Task:
Print out the entries, word for word.

Dataset records:
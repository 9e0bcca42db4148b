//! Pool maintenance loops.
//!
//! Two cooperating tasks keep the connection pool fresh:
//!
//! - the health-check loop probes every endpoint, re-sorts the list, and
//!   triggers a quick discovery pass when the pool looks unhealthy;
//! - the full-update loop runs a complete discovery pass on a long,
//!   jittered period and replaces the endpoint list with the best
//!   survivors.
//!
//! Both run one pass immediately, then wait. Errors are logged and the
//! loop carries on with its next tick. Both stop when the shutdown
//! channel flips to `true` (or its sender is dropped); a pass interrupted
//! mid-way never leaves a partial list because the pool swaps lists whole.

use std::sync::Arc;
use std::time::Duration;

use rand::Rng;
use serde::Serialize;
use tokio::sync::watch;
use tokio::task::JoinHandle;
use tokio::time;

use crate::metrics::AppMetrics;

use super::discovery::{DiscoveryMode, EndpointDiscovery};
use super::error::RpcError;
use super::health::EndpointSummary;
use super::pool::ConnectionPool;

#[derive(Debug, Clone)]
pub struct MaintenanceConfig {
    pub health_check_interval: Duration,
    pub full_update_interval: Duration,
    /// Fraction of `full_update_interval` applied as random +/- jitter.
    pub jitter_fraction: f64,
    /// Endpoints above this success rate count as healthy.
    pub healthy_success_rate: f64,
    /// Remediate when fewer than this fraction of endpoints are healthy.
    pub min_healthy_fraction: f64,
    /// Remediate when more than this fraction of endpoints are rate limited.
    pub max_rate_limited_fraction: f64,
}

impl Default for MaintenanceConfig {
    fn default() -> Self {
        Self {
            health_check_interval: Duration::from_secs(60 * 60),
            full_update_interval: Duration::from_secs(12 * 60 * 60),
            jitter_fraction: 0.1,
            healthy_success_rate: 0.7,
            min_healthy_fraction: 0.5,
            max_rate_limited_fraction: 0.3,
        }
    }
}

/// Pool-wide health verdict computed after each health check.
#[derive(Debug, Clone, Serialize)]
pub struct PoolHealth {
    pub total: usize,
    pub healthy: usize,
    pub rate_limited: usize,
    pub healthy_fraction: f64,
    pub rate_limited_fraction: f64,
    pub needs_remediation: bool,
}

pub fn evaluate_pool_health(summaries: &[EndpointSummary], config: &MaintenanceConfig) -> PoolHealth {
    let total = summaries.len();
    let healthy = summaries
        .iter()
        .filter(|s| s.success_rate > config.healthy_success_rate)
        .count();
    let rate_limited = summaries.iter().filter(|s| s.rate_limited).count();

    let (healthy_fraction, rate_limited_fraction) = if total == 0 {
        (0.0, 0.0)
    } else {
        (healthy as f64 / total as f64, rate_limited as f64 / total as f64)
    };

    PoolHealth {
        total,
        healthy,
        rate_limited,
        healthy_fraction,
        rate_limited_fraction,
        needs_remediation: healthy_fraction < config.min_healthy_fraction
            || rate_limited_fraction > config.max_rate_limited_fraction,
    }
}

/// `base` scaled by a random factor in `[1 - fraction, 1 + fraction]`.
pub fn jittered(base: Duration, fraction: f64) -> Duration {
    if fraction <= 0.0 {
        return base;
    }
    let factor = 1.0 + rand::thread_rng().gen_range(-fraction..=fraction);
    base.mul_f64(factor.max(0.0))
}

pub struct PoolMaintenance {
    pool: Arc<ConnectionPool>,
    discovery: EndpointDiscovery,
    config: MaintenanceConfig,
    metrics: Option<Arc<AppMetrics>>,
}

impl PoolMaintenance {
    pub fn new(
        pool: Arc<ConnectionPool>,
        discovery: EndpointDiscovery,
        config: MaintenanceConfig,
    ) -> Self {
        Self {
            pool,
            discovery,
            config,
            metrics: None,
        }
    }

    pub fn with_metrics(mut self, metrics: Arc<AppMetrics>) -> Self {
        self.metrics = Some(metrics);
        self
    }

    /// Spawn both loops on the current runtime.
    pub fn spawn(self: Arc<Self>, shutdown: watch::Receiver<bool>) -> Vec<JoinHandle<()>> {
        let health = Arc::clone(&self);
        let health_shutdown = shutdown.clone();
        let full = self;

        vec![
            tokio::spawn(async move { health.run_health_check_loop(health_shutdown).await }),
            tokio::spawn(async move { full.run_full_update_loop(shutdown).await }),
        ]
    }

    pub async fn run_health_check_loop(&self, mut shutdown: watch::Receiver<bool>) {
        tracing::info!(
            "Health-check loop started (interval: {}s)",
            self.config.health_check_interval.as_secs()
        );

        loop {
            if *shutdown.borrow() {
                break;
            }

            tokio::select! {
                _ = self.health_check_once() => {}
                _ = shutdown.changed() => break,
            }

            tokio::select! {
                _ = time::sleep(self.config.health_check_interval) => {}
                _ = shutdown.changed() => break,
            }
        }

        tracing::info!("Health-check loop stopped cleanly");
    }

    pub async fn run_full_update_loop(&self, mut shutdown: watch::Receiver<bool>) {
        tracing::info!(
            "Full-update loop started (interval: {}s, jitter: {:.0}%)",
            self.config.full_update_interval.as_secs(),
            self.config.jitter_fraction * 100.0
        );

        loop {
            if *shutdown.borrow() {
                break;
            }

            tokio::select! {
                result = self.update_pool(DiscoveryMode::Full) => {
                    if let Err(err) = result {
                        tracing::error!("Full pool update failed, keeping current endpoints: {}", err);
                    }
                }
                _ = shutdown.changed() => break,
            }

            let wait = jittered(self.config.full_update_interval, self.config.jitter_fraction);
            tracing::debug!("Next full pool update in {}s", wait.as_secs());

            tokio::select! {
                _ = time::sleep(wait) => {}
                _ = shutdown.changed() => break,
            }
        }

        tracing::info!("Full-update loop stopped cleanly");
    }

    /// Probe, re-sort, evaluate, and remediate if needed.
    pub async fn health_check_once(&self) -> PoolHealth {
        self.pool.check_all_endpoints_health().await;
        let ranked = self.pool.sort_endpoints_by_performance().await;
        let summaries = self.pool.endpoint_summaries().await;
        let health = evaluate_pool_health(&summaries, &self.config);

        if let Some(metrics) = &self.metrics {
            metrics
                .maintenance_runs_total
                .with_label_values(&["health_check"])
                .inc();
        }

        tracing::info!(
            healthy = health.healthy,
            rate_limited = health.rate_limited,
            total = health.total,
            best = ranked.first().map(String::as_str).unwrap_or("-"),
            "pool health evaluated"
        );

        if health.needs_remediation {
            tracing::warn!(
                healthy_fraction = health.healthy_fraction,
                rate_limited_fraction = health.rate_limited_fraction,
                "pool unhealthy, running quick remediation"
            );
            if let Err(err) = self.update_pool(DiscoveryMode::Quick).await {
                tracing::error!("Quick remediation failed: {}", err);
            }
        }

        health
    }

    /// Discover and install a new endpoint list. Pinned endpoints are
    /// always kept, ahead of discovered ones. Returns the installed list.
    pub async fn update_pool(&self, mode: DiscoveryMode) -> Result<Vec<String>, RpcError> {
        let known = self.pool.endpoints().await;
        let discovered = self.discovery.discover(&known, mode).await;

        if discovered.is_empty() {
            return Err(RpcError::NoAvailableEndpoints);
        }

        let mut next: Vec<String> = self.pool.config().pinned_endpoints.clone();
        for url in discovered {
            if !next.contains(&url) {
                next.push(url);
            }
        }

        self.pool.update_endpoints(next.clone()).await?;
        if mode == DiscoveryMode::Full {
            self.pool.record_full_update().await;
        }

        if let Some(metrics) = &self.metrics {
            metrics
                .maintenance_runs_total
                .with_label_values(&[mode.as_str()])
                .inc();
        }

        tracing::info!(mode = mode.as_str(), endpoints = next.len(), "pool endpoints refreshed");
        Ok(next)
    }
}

The answer:
repository 9e0bcca42db4148b
//! Pool maintenance loops.
//!
//! Two cooperating tasks keep the connection pool fresh:
//!
//! - the health-check loop probes every endpoint, re-sorts the list, and
//!   triggers a quick discovery pass when the pool looks unhealthy;
//! - the full-update loop runs a complete discovery pass on a long,
//!   jittered period and replaces the endpoint list with the best
//!   survivors.
//!
//! Both run one pass immediately, then wait. Errors are logged and the
//! loop carries on with its next tick. Both stop when the shutdown
//! channel flips to `true` (or its sender is dropped); a pass interrupted
//! mid-way never leaves a partial list because the pool swaps lists whole.

use std::sync::Arc;
use std::time::Duration;

use rand::Rng;
use serde::Serialize;
use tokio::sync::watch;
use tokio::task::JoinHandle;
use tokio::time;

use crate::metrics::AppMetrics;

use super::discovery::{DiscoveryMode, EndpointDiscovery};
use super::error::RpcError;
use super::health::EndpointSummary;
use super::pool::ConnectionPool;

#[derive(Debug, Clone)]
pub struct MaintenanceConfig {
    pub health_check_interval: Duration,
    pub full_update_interval: Duration,
    /// Fraction of `full_update_interval` applied as random +/- jitter.
    pub jitter_fraction: f64,
    /// Endpoints above this success rate count as healthy.
    pub healthy_success_rate: f64,
    /// Remediate when fewer than this fraction of endpoints are healthy.
    pub min_healthy_fraction: f64,
    /// Remediate when more than this fraction of endpoints are rate limited.
    pub max_rate_limited_fraction: f64,
}

impl Default for MaintenanceConfig {
    fn default() -> Self {
        Self {
            health_check_interval: Duration::from_secs(60 * 60),
            full_update_interval: Duration::from_secs(12 * 60 * 60),
            jitter_fraction: 0.1,
            healthy_success_rate: 0.7,
            min_healthy_fraction: 0.5,
            max_rate_limited_fraction: 0.3,
        }
    }
}

/// Pool-wide health verdict computed after each health check.
#[derive(Debug, Clone, Serialize)]
pub struct PoolHealth {
    pub total: usize,
    pub healthy: usize,
    pub rate_limited: usize,
    pub healthy_fraction: f64,
    pub rate_limited_fraction: f64,
    pub needs_remediation: bool,
}

pub fn evaluate_pool_health(summaries: &[EndpointSummary], config: &MaintenanceConfig) -> PoolHealth {
    let total = summaries.len();
    let healthy = summaries
        .iter()
        .filter(|s| s.success_rate > config.healthy_success_rate)
        .count();
    let rate_limited = summaries.iter().filter(|s| s.rate_limited).count();

    let (healthy_fraction, rate_limited_fraction) = if total == 0 {
        (0.0, 0.0)
    } else {
        (healthy as f64 / total as f64, rate_limited as f64 / total as f64)
    };

    PoolHealth {
        total,
        healthy,
        rate_limited,
        healthy_fraction,
        rate_limited_fraction,
        needs_remediation: healthy_fraction < config.min_healthy_fraction
            || rate_limited_fraction > config.max_rate_limited_fraction,
    }
}

/// `base` scaled by a random factor in `[1 - fraction, 1 + fraction]`.
pub fn jittered(base: Duration, fraction: f64) -> Duration {
    if fraction <= 0.0 {
        return base;
    }
    let factor = 1.0 + rand::thread_rng().gen_range(-fraction..=fraction);
    base.mul_f64(factor.max(0.0))
}

pub struct PoolMaintenance {
    pool: Arc<ConnectionPool>,
    discovery: EndpointDiscovery,
    config: MaintenanceConfig,
    metrics: Option<Arc<AppMetrics>>,
}

impl PoolMaintenance {
    pub fn new(
        pool: Arc<ConnectionPool>,
        discovery: EndpointDiscovery,
        config: MaintenanceConfig,
    ) -> Self {
        Self {
            pool,
            discovery,
            config,
            metrics: None,
        }
    }

    pub fn with_metrics(mut self, metrics: Arc<AppMetrics>) -> Self {
        self.metrics = Some(metrics);
        self
    }

    /// Spawn both loops on the current runtime.
    pub fn spawn(self: Arc<Self>, shutdown: watch::Receiver<bool>) -> Vec<JoinHandle<()>> {
        let health = Arc::clone(&self);
        let health_shutdown = shutdown.clone();
        let full = self;

        vec![
            tokio::spawn(async move { health.run_health_check_loop(health_shutdown).await }),
            tokio::spawn(async move { full.run_full_update_loop(shutdown).await }),
        ]
    }

    pub async fn run_health_check_loop(&self, mut shutdown: watch::Receiver<bool>) {
        tracing::info!(
            "Health-check loop started (interval: {}s)",
            self.config.health_check_interval.as_secs()
        );

        loop {
            if *shutdown.borrow() {
                break;
            }

            tokio::select! {
                _ = self.health_check_once() => {}
                _ = shutdown.changed() => break,
            }

            tokio::select! {
                _ = time::sleep(self.config.health_check_interval) => {}
                _ = shutdown.changed() => break,
            }
        }

        tracing::info!("Health-check loop stopped cleanly");
    }

    pub async fn run_full_update_loop(&self, mut shutdown: watch::Receiver<bool>) {
        tracing::info!(
            "Full-update loop started (interval: {}s, jitter: {:.0}%)",
            self.config.full_update_interval.as_secs(),
            self.config.jitter_fraction * 100.0
        );

        loop {
            if *shutdown.borrow() {
                break;
            }

            tokio::select! {
                result = self.update_pool(DiscoveryMode::Full) => {
                    if let Err(err) = result {
                        tracing::error!("Full pool update failed, keeping current endpoints: {}", err);
                    }
                }
                _ = shutdown.changed() => break,
            }

            let wait = jittered(self.config.full_update_interval, self.config.jitter_fraction);
            tracing::debug!("Next full pool update in {}s", wait.as_secs());

            tokio::select! {
                _ = time::sleep(wait) => {}
                _ = shutdown.changed() => break,
            }
        }

        tracing::info!("Full-update loop stopped cleanly");
    }

    /// Probe, re-sort, evaluate, and remediate if needed.
    pub async fn health_check_once(&self) -> PoolHealth {
        self.pool.check_all_endpoints_health().await;
        let ranked = self.pool.sort_endpoints_by_performance().await;
        let summaries = self.pool.endpoint_summaries().await;
        let health = evaluate_pool_health(&summaries, &self.config);

        if let Some(metrics) = &self.metrics {
            metrics
                .maintenance_runs_total
                .with_label_values(&["health_check"])
                .inc();
        }

        tracing::info!(
            healthy = health.healthy,
            rate_limited = health.rate_limited,
            total = health.total,
            best = ranked.first().map(String::as_str).unwrap_or("-"),
            "pool health evaluated"
        );

        if health.needs_remediation {
            tracing::warn!(
                healthy_fraction = health.healthy_fraction,
                rate_limited_fraction = health.rate_limited_fraction,
                "pool unhealthy, running quick remediation"
            );
            if let Err(err) = self.update_pool(DiscoveryMode::Quick).await {
                tracing::error!("Quick remediation failed: {}", err);
            }
        }

        health
    }

    /// Discover and install a new endpoint list. Pinned endpoints are
    /// always kept, ahead of discovered ones. Returns the installed list.
    pub async fn update_pool(&self, mode: DiscoveryMode) -> Result<Vec<String>, RpcError> {
        let known = self.pool.endpoints().await;
        let discovered = self.discovery.discover(&known, mode).await;

        if discovered.is_empty() {
            return Err(RpcError::NoAvailableEndpoints);
        }

        let mut next: Vec<String> = self.pool.config().pinned_endpoints.clone();
        for url in discovered {
            if !next.contains(&url) {
                next.push(url);
            }
        }

        self.pool.update_endpoints(next.clone()).await?;
        if mode == DiscoveryMode::Full {
            self.pool.record_full_update().await;
        }

        if let Some(metrics) = &self.metrics {
            metrics
                .maintenance_runs_total
                .with_label_values(&[mode.as_str()])
                .inc();
        }

        tracing::info!(mode = mode.as_str(), endpoints = next.len(), "pool endpoints refreshed");
        Ok(next)
    }
}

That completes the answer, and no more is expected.